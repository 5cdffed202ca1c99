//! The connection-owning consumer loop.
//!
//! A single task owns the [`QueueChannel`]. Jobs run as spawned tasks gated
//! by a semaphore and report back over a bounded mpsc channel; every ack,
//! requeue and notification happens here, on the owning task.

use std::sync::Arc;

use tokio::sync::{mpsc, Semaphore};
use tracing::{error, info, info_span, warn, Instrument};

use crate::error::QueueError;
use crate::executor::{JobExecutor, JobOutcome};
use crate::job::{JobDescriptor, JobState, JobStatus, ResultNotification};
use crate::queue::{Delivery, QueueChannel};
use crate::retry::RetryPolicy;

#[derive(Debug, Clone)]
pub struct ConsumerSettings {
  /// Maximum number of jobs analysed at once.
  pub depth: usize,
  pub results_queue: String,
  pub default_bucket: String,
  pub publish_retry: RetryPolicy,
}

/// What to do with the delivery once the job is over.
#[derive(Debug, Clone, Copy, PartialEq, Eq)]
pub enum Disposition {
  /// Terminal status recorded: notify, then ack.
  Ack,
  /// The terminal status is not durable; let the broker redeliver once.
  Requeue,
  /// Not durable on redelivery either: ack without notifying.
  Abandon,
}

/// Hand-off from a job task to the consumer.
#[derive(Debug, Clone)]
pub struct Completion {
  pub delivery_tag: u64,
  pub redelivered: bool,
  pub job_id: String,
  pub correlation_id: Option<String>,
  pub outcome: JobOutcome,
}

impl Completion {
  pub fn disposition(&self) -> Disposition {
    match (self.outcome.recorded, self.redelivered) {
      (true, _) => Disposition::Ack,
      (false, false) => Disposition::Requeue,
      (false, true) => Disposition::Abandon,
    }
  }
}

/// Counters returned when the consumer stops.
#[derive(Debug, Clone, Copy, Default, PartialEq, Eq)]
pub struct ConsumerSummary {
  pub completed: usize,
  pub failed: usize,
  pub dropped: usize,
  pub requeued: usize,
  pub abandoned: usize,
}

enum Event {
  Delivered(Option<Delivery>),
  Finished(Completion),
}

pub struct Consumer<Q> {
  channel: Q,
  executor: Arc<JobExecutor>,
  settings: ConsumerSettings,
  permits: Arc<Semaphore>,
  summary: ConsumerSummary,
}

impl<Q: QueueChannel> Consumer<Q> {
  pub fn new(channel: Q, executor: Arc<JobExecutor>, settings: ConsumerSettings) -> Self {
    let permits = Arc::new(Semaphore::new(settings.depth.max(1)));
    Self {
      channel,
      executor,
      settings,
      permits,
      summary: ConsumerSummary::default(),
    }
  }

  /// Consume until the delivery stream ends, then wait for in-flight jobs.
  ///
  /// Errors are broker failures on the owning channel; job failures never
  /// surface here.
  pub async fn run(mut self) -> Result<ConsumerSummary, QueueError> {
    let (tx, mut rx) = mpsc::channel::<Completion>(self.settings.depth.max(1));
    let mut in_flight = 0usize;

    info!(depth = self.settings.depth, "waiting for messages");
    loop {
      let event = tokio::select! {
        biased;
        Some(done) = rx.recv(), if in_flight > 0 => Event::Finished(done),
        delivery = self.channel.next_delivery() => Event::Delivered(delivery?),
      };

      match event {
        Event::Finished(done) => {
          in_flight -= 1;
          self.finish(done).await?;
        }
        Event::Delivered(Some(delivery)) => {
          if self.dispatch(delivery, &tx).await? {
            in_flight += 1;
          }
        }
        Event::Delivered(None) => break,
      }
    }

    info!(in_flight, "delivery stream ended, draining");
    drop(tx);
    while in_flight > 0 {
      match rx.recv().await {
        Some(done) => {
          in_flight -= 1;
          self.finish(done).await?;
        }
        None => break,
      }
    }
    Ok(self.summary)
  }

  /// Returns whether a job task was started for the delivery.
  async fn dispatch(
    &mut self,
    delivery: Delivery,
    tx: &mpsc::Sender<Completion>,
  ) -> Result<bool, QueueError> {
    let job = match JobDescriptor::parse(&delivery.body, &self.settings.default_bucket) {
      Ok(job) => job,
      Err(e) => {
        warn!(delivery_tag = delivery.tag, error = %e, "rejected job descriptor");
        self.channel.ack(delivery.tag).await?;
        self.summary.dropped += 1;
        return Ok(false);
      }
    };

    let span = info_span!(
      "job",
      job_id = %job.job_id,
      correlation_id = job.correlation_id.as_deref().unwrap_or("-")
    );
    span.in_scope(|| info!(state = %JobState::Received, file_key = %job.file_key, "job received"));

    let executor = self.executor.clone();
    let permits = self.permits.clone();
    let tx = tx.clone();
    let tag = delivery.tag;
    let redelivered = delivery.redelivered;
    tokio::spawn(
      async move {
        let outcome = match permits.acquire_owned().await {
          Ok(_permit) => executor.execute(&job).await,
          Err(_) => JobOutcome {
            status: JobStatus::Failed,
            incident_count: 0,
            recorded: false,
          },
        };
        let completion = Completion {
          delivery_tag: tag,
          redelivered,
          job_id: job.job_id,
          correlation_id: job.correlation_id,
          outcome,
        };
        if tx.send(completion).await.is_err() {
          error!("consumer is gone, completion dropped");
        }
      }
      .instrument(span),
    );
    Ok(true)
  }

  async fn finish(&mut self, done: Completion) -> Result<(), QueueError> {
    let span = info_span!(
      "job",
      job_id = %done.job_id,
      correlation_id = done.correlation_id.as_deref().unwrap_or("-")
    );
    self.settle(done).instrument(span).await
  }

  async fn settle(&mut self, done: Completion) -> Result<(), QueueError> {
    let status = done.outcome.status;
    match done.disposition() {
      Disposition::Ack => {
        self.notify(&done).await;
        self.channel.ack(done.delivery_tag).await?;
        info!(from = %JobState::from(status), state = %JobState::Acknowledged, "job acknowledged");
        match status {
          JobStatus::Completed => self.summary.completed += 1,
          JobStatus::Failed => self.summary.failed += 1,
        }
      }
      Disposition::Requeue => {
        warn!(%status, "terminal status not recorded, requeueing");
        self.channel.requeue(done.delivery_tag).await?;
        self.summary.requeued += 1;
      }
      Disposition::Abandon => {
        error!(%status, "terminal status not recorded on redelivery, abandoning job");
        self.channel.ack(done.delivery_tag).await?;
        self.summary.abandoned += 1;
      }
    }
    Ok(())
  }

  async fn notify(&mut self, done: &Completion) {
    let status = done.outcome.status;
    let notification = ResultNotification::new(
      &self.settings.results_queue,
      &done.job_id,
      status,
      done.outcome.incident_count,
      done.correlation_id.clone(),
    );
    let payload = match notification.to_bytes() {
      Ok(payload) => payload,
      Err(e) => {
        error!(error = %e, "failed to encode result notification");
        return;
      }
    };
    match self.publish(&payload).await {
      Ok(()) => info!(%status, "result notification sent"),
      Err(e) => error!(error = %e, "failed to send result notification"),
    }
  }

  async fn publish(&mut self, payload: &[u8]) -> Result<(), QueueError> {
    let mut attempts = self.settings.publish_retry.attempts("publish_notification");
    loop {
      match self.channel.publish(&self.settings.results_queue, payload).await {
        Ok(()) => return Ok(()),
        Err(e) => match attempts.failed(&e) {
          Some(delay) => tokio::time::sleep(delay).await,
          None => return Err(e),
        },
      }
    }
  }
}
---
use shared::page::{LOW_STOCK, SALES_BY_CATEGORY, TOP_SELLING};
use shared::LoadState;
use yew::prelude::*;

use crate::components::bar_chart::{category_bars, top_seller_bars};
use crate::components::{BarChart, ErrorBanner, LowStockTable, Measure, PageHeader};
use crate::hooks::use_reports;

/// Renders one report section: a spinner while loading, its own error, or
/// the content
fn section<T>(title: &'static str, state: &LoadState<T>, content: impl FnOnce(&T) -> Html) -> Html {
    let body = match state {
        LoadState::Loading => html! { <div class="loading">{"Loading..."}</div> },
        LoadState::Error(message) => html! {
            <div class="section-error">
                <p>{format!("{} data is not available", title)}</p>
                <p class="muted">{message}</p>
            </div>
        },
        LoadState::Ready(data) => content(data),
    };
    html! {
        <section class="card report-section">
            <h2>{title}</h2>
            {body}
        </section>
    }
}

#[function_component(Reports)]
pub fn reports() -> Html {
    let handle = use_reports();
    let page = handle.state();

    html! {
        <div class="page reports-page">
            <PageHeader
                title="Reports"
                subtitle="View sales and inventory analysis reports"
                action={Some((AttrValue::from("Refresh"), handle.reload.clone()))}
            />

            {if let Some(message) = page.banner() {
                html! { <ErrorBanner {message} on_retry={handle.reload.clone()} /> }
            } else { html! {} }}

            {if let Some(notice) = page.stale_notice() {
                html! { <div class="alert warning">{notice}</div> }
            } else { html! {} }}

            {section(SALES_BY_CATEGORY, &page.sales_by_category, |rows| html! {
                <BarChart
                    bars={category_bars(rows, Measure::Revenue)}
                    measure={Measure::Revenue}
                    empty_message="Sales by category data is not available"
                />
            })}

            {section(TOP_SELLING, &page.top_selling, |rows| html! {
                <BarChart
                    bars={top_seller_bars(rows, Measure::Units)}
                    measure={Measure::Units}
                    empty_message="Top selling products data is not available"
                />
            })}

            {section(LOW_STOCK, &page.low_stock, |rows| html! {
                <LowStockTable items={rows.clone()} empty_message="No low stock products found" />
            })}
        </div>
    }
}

* Exercise details:
In your answer, include only the lines above starting at the line that holds "if self.dispatch(delivery, &tx).await?" and ending at the line that holds "span.in_scope(|| info!(state = %JobState::Received, file_key", copied exactly.

* Written answer:
          if self.dispatch(delivery, &tx).await? {
            in_flight += 1;
          }
        }
        Event::Delivered(None) => break,
      }
    }

    info!(in_flight, "delivery stream ended, draining");
    drop(tx);
    while in_flight > 0 {
      match rx.recv().await {
        Some(done) => {
          in_flight -= 1;
          self.finish(done).await?;
        }
        None => break,
      }
    }
    Ok(self.summary)
  }

  /// Returns whether a job task was started for the delivery.
  async fn dispatch(
    &mut self,
    delivery: Delivery,
    tx: &mpsc::Sender<Completion>,
  ) -> Result<bool, QueueError> {
    let job = match JobDescriptor::parse(&delivery.body, &self.settings.default_bucket) {
      Ok(job) => job,
      Err(e) => {
        warn!(delivery_tag = delivery.tag, error = %e, "rejected job descriptor");
        self.channel.ack(delivery.tag).await?;
        self.summary.dropped += 1;
        return Ok(false);
      }
    };

    let span = info_span!(
      "job",
      job_id = %job.job_id,
      correlation_id = job.correlation_id.as_deref().unwrap_or("-")
    );
    span.in_scope(|| info!(state = %JobState::Received, file_key = %job.file_key, "job received"));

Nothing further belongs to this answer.